2. $A \to B$ is a flat epimorphism of rings,

3. $B = S^{-1}A$ for some multiplicative subset $S \subset A$,

4. $A \to B$ is unramified and flat,

5. $A \to B$ is étale,

6. $A \to B$ is a filtered colimit of ring maps for which the cotangent complex vanishes,

7. $B$ is a henselization of a local ring of $A$,

8. $B$ is a strict henselization of a local ring of $A$, and

Proof. In case (1) we may apply Lemma 89.8.2 to the surjective flat ring map $B \otimes _ A B \to B$ to conclude that $L_{B/B \otimes _ A B} = 0$ and then we use Lemma 89.8.3 to conclude. The cases (2) – (5) are each special cases of (1).
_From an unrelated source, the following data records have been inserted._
//! Per-process registry of held directory locks.
//!
//! Every lock this process holds is recorded twice: by canonical lock-file path
//! and by owner GUID. A second request for the same directory, or for an alias
//! whose lock file carries a GUID we already hold, shares the existing lock
//! instead of waiting on ourselves forever.
//!
//! The registry is an explicit context object: create one per application (or
//! session) and hand it to whatever issues locks.

use super::file::{self, RecordRead};
use super::heartbeat::{Heartbeat, HeartbeatState};
use super::observer::{StatusReporter, WaitObserver};
use super::record::LockFileRecord;
use super::waiter::{self, WaitContext};
use crate::config::Config;
use crate::error::{LockError, Result};
use crate::identity::{ProcessIdentity, ProcessProbe, SystemProbe};
use globset::GlobSet;
use log::{debug, info, warn};
use std::collections::HashMap;
use std::fs;
use std::path::{Path, PathBuf};
use std::sync::{Arc, Mutex, MutexGuard, Once, Weak};
use std::thread;
use uuid::Uuid;

/// One acquired lock file, shared by every handle for that directory.
///
/// Dropping the last reference stops the heartbeat, deletes the lock file and
/// forgets the GUID, in that order.
#[derive(Debug)]
pub(crate) struct LockHolder {
    lock_path: PathBuf,
    owner_guid: Uuid,
    heartbeat: Heartbeat,
    registry: Weak<Mutex<RegistryState>>,
}

impl LockHolder {
    pub(crate) fn lock_path(&self) -> &Path {
        &self.lock_path
    }

    pub(crate) fn owner_guid(&self) -> Uuid {
        self.owner_guid
    }

    pub(crate) fn heartbeat_state(&self) -> HeartbeatState {
        self.heartbeat.state()
    }
}

impl Drop for LockHolder {
    fn drop(&mut self) {
        // Hold the registry while the file goes away, so no acquirer mistakes
        // our half-released lock for an abandoned one.
        let registry = self.registry.upgrade();
        let mut state = registry.as_deref().map(lock_state);

        self.heartbeat.stop();
        file::remove(&self.lock_path);

        if let Some(state) = state.as_mut() {
            state.guid_to_holder.remove(&self.owner_guid);
        }
        info!("released lock '{}'", self.lock_path.display());
    }
}

/// Registry lookup result for an owner GUID.
enum Held {
    Live(Arc<LockHolder>),
    /// The last handle is gone but the holder is still deleting its file.
    Releasing,
    Unknown,
}

#[derive(Debug, Default)]
pub(crate) struct RegistryState {
    path_to_guid: HashMap<String, Uuid>,
    guid_to_holder: HashMap<Uuid, Weak<LockHolder>>,
}

impl RegistryState {
    /// Drop path entries whose lock has been released.
    fn prune(&mut self) {
        let holders = &self.guid_to_holder;
        self.path_to_guid.retain(|_, guid| {
            holders
                .get(guid)
                .is_some_and(|holder| holder.strong_count() > 0)
        });
    }

    fn lookup(&self, guid: &Uuid) -> Held {
        match self.guid_to_holder.get(guid) {
            Some(holder) => holder.upgrade().map_or(Held::Releasing, Held::Live),
            None => Held::Unknown,
        }
    }

    /// Whether `guid` is held, or still being released, by this process.
    fn knows(&self, guid: &Uuid) -> bool {
        self.guid_to_holder.contains_key(guid)
    }

    fn live_count(&self) -> usize {
        self.guid_to_holder
            .values()
            .filter(|holder| holder.strong_count() > 0)
            .count()
    }
}

fn lock_state(state: &Mutex<RegistryState>) -> MutexGuard<'_, RegistryState> {
    state.lock().unwrap_or_else(|poison| poison.into_inner())
}

/// Registry of locks held by this process.
pub struct LockRegistry {
    config: Config,
    exempt: GlobSet,
    probe: Arc<dyn ProcessProbe>,
    local: ProcessIdentity,
    state: Arc<Mutex<RegistryState>>,
    privileges: Once,
}

impl LockRegistry {
    /// Create a registry, validating `config` and resolving the local identity.
    pub fn new(config: Config, probe: Arc<dyn ProcessProbe>) -> Result<Self> {
        config.validate()?;
        let exempt = config.exempt_globs()?;
        let local = probe.local_identity()?;
        debug!("local identity: {:?}", local);

        Ok(Self {
            config,
            exempt,
            probe,
            local,
            state: Arc::new(Mutex::new(RegistryState::default())),
            privileges: Once::new(),
        })
    }

    /// Create a registry using the operating system's process information.
    pub fn with_system_probe(config: Config) -> Result<Self> {
        Self::new(config, Arc::new(SystemProbe))
    }

    pub fn config(&self) -> &Config {
        &self.config
    }

    pub fn local_identity(&self) -> &ProcessIdentity {
        &self.local
    }

    /// Number of distinct lock files currently held by this process.
    pub fn held_count(&self) -> usize {
        lock_state(&self.state).live_count()
    }

    /// Acquire the lock for `dir`, blocking until it is ours.
    pub fn acquire<P: AsRef<Path>>(
        &self,
        dir: P,
        observer: &mut dyn WaitObserver,
    ) -> Result<super::DirLock> {
        super::DirLock::acquire(self, dir, observer)
    }

    /// Release a handle and prune registry entries it leaves behind.
    pub fn release(&self, lock: super::DirLock) {
        drop(lock);
        lock_state(&self.state).prune();
    }

    /// Whether `dir` needs no lock at all.
    pub(crate) fn is_exempt(&self, dir: &Path) -> bool {
        if self.exempt.is_match(dir) {
            return true;
        }
        if let Ok(canonical) = fs::canonicalize(dir)
            && self.exempt.is_match(&canonical)
        {
            return true;
        }
        self.config.exempt_read_only
            && fs::metadata(dir).is_ok_and(|meta| meta.is_dir() && meta.permissions().readonly())
    }

    /// Share an existing lock for `dir` or create a new one, waiting out
    /// other owners as needed.
    pub(crate) fn acquire_shared(
        &self,
        dir: &Path,
        observer: &mut dyn WaitObserver,
    ) -> Result<Arc<LockHolder>> {
        let lock_path = self.config.lock_path_for(dir);
        let key = registry_key(&lock_path);
        let mut reporter = StatusReporter::new(observer);

        self.privileges.call_once(|| {
            if let Err(e) = self.probe.elevate_privileges() {
                debug!("privilege elevation failed: {}", e);
            }
        });

        let mut first_attempt = true;
        loop {
            let mut state = lock_state(&self.state);
            state.prune();

            if let Some(guid) = state.path_to_guid.get(&key).copied()
                && let Held::Live(holder) = state.lookup(&guid)
            {
                debug!("sharing held lock '{}'", lock_path.display());
                return Ok(holder);
            }

            let record = LockFileRecord::new(self.local.clone());
            match file::try_create(&lock_path, &record) {
                Ok(true) => {
                    let holder = self.start_holder(&lock_path, record.owner_guid)?;
                    state.path_to_guid.insert(key, holder.owner_guid);
                    state
                        .guid_to_holder
                        .insert(holder.owner_guid, Arc::downgrade(&holder));
                    info!("acquired lock '{}'", lock_path.display());
                    return Ok(holder);
                }
                Ok(false) => {}
                Err(source) => {
                    drop(state);
                    if !dir.exists() {
                        return Err(LockError::DirectoryMissing(dir.to_path_buf()));
                    }
                    if first_attempt {
                        return Err(LockError::Io {
                            path: lock_path,
                            source,
                        });
                    }
                    warn!("retrying lock '{}': {}", lock_path.display(), source);
                    self.pause(dir, &mut reporter)?;
                    continue;
                }
            }
            first_attempt = false;

            // The file may be ours under another path alias.
            let mut releasing = false;
            if let Ok(RecordRead::Valid(existing)) = file::read_record(&lock_path) {
                match state.lookup(&existing.owner_guid) {
                    Held::Live(holder) => {
                        debug!("lock '{}' is an alias of a held lock", lock_path.display());
                        state.path_to_guid.insert(key, existing.owner_guid);
                        return Ok(holder);
                    }
                    Held::Releasing => releasing = true,
                    Held::Unknown => {}
                }
            }
            drop(state);

            if releasing {
                self.pause(dir, &mut reporter)?;
                continue;
            }

            let held_here = |guid: &Uuid| lock_state(&self.state).knows(guid);
            let ctx = WaitContext {
                config: &self.config,
                probe: self.probe.as_ref(),
                local: &self.local,
                held_here: &held_here,
            };
            waiter::wait_for_release(&lock_path, &ctx, &mut reporter)?;
        }
    }

    /// Start the heartbeat for a freshly created lock file.
    ///
    /// On failure the file is removed again: an owner without heartbeat would
    /// be declared abandoned while still working.
    fn start_holder(&self, lock_path: &Path, owner_guid: Uuid) -> Result<Arc<LockHolder>> {
        let heartbeat = Heartbeat::start(lock_path.to_path_buf(), self.config.heartbeat_interval())
            .map_err(|source| {
                file::remove(lock_path);
                LockError::Io {
                    path: lock_path.to_path_buf(),
                    source,
                }
            })?;

        Ok(Arc::new(LockHolder {
            lock_path: lock_path.to_path_buf(),
            owner_guid,
            heartbeat,
            registry: Arc::downgrade(&self.state),
        }))
    }

    /// Sleep one poll tick, giving the observer a chance to cancel.
    fn pause(&self, dir: &Path, reporter: &mut StatusReporter<'_>) -> Result<()> {
        if !reporter.pump() {
            return Err(LockError::Cancelled(dir.to_path_buf()));
        }
        thread::sleep(self.config.poll_interval());
        Ok(())
    }
}

/// Normalized registry key for a lock file path.
///
/// Symlinks are resolved through the directory; Windows and macOS paths are
/// case-insensitive.
fn registry_key(lock_path: &Path) -> String {
    let resolved = match (lock_path.parent(), lock_path.file_name()) {
        (Some(dir), Some(name)) => fs::canonicalize(dir)
            .map(|dir| dir.join(name))
            .unwrap_or_else(|_| lock_path.to_path_buf()),
        _ => lock_path.to_path_buf(),
    };
    let key = resolved.to_string_lossy().into_owned();
    if cfg!(any(windows, target_os = "macos")) {
        key.to_lowercase()
    } else {
        key
    }
}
Part (6) follows from Lemma 89.3.4. Parts (7) and (8) follows from the fact that (strict) henselizations are filtered colimits of étale ring extensions of $A$, see Algebra, Lemmas 10.151.7 and 10.151.13. $\square$

Comment #4517 by Manuel Hoff on

In the proof, $L_{B \otimes _ A B/B} = 0$ should be replaced by $L_{B/B \otimes _ A B} = 0$.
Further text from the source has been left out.